Getting rotation and set location to work with simulated physics

In my script, I have an actor that when colliding with the player, will check if certain requirements are met and if they are, they move into the player to be consumed (deleted). If they aren’t. a basic physics simulation takes place and they are knocked away.

When I attempt to do this with simulate physics enabled, the actor doesn’t move to set location (using the SetActorLocation node). There is also no rotation. When it is disabled, the actor rotates and moves to location but I have no physics simulation.

I have tried enabling and disabling physics as collisions take place but if I have simulate physics enabled by default and simply disable it when criteria is met, the SetActorLocation doesn’t work and the actor remains static. If I have simulate physics disabled by default and only enable it when the criteria for collision is not met, the rotating actor suddenly rotates to the default position and stop rotating but the physics simulation works.

Is there anyway to get around this or fix this? Thanks in advance. I would post my blueprints but they are a bit messy and quite long at the moment.

Hello @ReallyGoodPie ,

I found two solutions for you that will both work when simulating physics.

The first solution is to apply the rotation directly to your static mesh component in your actor Blueprint. As you can see below I use the “CombineRotators” node to create a new rotation for my “Cube” static mesh ever frame making it spin.

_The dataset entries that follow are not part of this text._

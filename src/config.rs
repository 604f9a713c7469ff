// GestureGate - Gateway Configuration
//
// Compile-time defaults live in the constants below. Every value can be
// overridden from an optional TOML file and a handful of command-line flags.

use std::fs;
use std::path::Path;

use serde::Deserialize;

use crate::error::ConfigError;
use crate::sequence::MismatchPolicy;

// ---------------------------------------------------------------------------
// Serial Link
// ---------------------------------------------------------------------------
pub const DEFAULT_SERIAL_PORT: &str = "/dev/ttyACM0";
pub const DEFAULT_BAUD: u32 = 115_200;
pub const DEFAULT_RECONNECT_MS: u64 = 2000;

// ---------------------------------------------------------------------------
// Timing (milliseconds)
// ---------------------------------------------------------------------------
pub const DEFAULT_WINDOW_PERIOD_MS: u64 = 5000;
pub const DEFAULT_CLASSIFY_TIMEOUT_MS: u64 = 3000;
pub const EIM_CONNECT_ATTEMPTS: u32 = 50;
pub const EIM_CONNECT_RETRY_MS: u64 = 100;

// ---------------------------------------------------------------------------
// Samples
// ---------------------------------------------------------------------------
pub const AXES_PER_SAMPLE: usize = 3; // ax, ay, az

// ---------------------------------------------------------------------------
// Gesture Sequence
// ---------------------------------------------------------------------------
pub const DEFAULT_SEQUENCE: [&str; 6] = [
    "default",
    "up-down",
    "left-right",
    "circle-right",
    "square-right",
    "square-left",
];
pub const UNKNOWN_LABEL: &str = "unknown";

// ---------------------------------------------------------------------------
// Device Command Vocabulary
// ---------------------------------------------------------------------------
pub const CMD_MATCHED: &str = "LED_ON";
pub const CMD_MISMATCHED: &str = "BUZZER_ON";
pub const ACK_PREFIX: &str = "ACK";

// ---------------------------------------------------------------------------
// Config file model
// ---------------------------------------------------------------------------

#[derive(Debug, Clone, PartialEq, Deserialize)]
#[serde(default, deny_unknown_fields)]
pub struct Config {
    pub serial: SerialConfig,
    pub window: WindowConfig,
    pub sequence: SequenceConfig,
    pub device: DeviceConfig,
    pub classifier: ClassifierConfig,
}

#[derive(Debug, Clone, PartialEq, Deserialize)]
#[serde(default, deny_unknown_fields)]
pub struct SerialConfig {
    pub port: String,
    pub baud: u32,
    pub reconnect_ms: u64,
}

#[derive(Debug, Clone, PartialEq, Deserialize)]
#[serde(default, deny_unknown_fields)]
pub struct WindowConfig {
    pub period_ms: u64,
}

#[derive(Debug, Clone, PartialEq, Deserialize)]
#[serde(default, deny_unknown_fields)]
pub struct SequenceConfig {
    pub labels: Vec<String>,
    pub on_mismatch: MismatchPolicy,
    pub unknown_label: String,
}

#[derive(Debug, Clone, PartialEq, Deserialize)]
#[serde(default, deny_unknown_fields)]
pub struct DeviceConfig {
    pub matched_command: String,
    pub mismatched_command: String,
    pub ack_prefix: String,
}

#[derive(Debug, Clone, Copy, PartialEq, Eq, Deserialize)]
#[serde(rename_all = "lowercase")]
pub enum Backend {
    Stub,
    Eim,
    Ffi,
}

#[derive(Debug, Clone, PartialEq, Deserialize)]
#[serde(default, deny_unknown_fields)]
pub struct ClassifierConfig {
    pub backend: Backend,
    pub model_path: Option<String>,
    pub timeout_ms: u64,
}

impl Default for SerialConfig {
    fn default() -> Self {
        Self {
            port: DEFAULT_SERIAL_PORT.to_string(),
            baud: DEFAULT_BAUD,
            reconnect_ms: DEFAULT_RECONNECT_MS,
        }
    }
}

impl Default for WindowConfig {
    fn default() -> Self {
        Self {
            period_ms: DEFAULT_WINDOW_PERIOD_MS,
        }
    }
}

impl Default for SequenceConfig {
    fn default() -> Self {
        Self {
            labels: DEFAULT_SEQUENCE.iter().map(|l| l.to_string()).collect(),
            on_mismatch: MismatchPolicy::Hold,
            unknown_label: UNKNOWN_LABEL.to_string(),
        }
    }
}

impl Default for DeviceConfig {
    fn default() -> Self {
        Self {
            matched_command: CMD_MATCHED.to_string(),
            mismatched_command: CMD_MISMATCHED.to_string(),
            ack_prefix: ACK_PREFIX.to_string(),
        }
    }
}

impl Default for ClassifierConfig {
    fn default() -> Self {
        Self {
            backend: Backend::Stub,
            model_path: None,
            timeout_ms: DEFAULT_CLASSIFY_TIMEOUT_MS,
        }
    }
}

impl Default for Config {
    fn default() -> Self {
        Self {
            serial: SerialConfig::default(),
            window: WindowConfig::default(),
            sequence: SequenceConfig::default(),
            device: DeviceConfig::default(),
            classifier: ClassifierConfig::default(),
        }
    }
}

impl Config {
    /// Load from `path` if given, otherwise start from the built-in defaults.
    /// Not validated: call `validate` once command-line overrides are applied.
    pub fn load(path: Option<&Path>) -> Result<Self, ConfigError> {
        match path {
            Some(path) => {
                let text = fs::read_to_string(path)?;
                Self::from_toml(&text)
            }
            None => Ok(Self::default()),
        }
    }

    pub fn from_toml(text: &str) -> Result<Self, ConfigError> {
        Ok(toml::from_str(text)?)
    }

    pub fn validate(&self) -> Result<(), ConfigError> {
        if self.window.period_ms == 0 {
            return Err(ConfigError::Invalid("window.period_ms must be > 0".into()));
        }
        if self.sequence.labels.is_empty() {
            return Err(ConfigError::Invalid("sequence.labels must not be empty".into()));
        }
        if let Some(ix) = self.sequence.labels.iter().position(|l| l.trim().is_empty()) {
            return Err(ConfigError::Invalid(format!(
                "sequence.labels[{ix}] is empty"
            )));
        }
        if self.device.matched_command.is_empty() || self.device.mismatched_command.is_empty() {
            return Err(ConfigError::Invalid("device commands must not be empty".into()));
        }
        if self.classifier.backend == Backend::Eim && self.classifier.model_path.is_none() {
            return Err(ConfigError::Invalid(
                "classifier.model_path is required for the eim backend".into(),
            ));
        }
        Ok(())
    }
}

The second solution is to use the “Add Angular Impulse” node on your static mesh rotate it by physically applying impulses. I prefer this solution more because I think it is a little less hacky than the first solution and leads to more realistic behavior.

I hope this answer helps,

Farshooter

How do you get the rotation of the physics body? I can rotate my physics-enabled actor with thrusters, but get rotation is returning zeros. If I collide and get spun around, I’ve no idea which way the actor is pointing

You would need to get the world rotation instead of the relative rotation to get something different than 0’s

No, that is incorrect, the world rotation was zero… I moved the mesh to be the root of the actor, and then it worked as expected.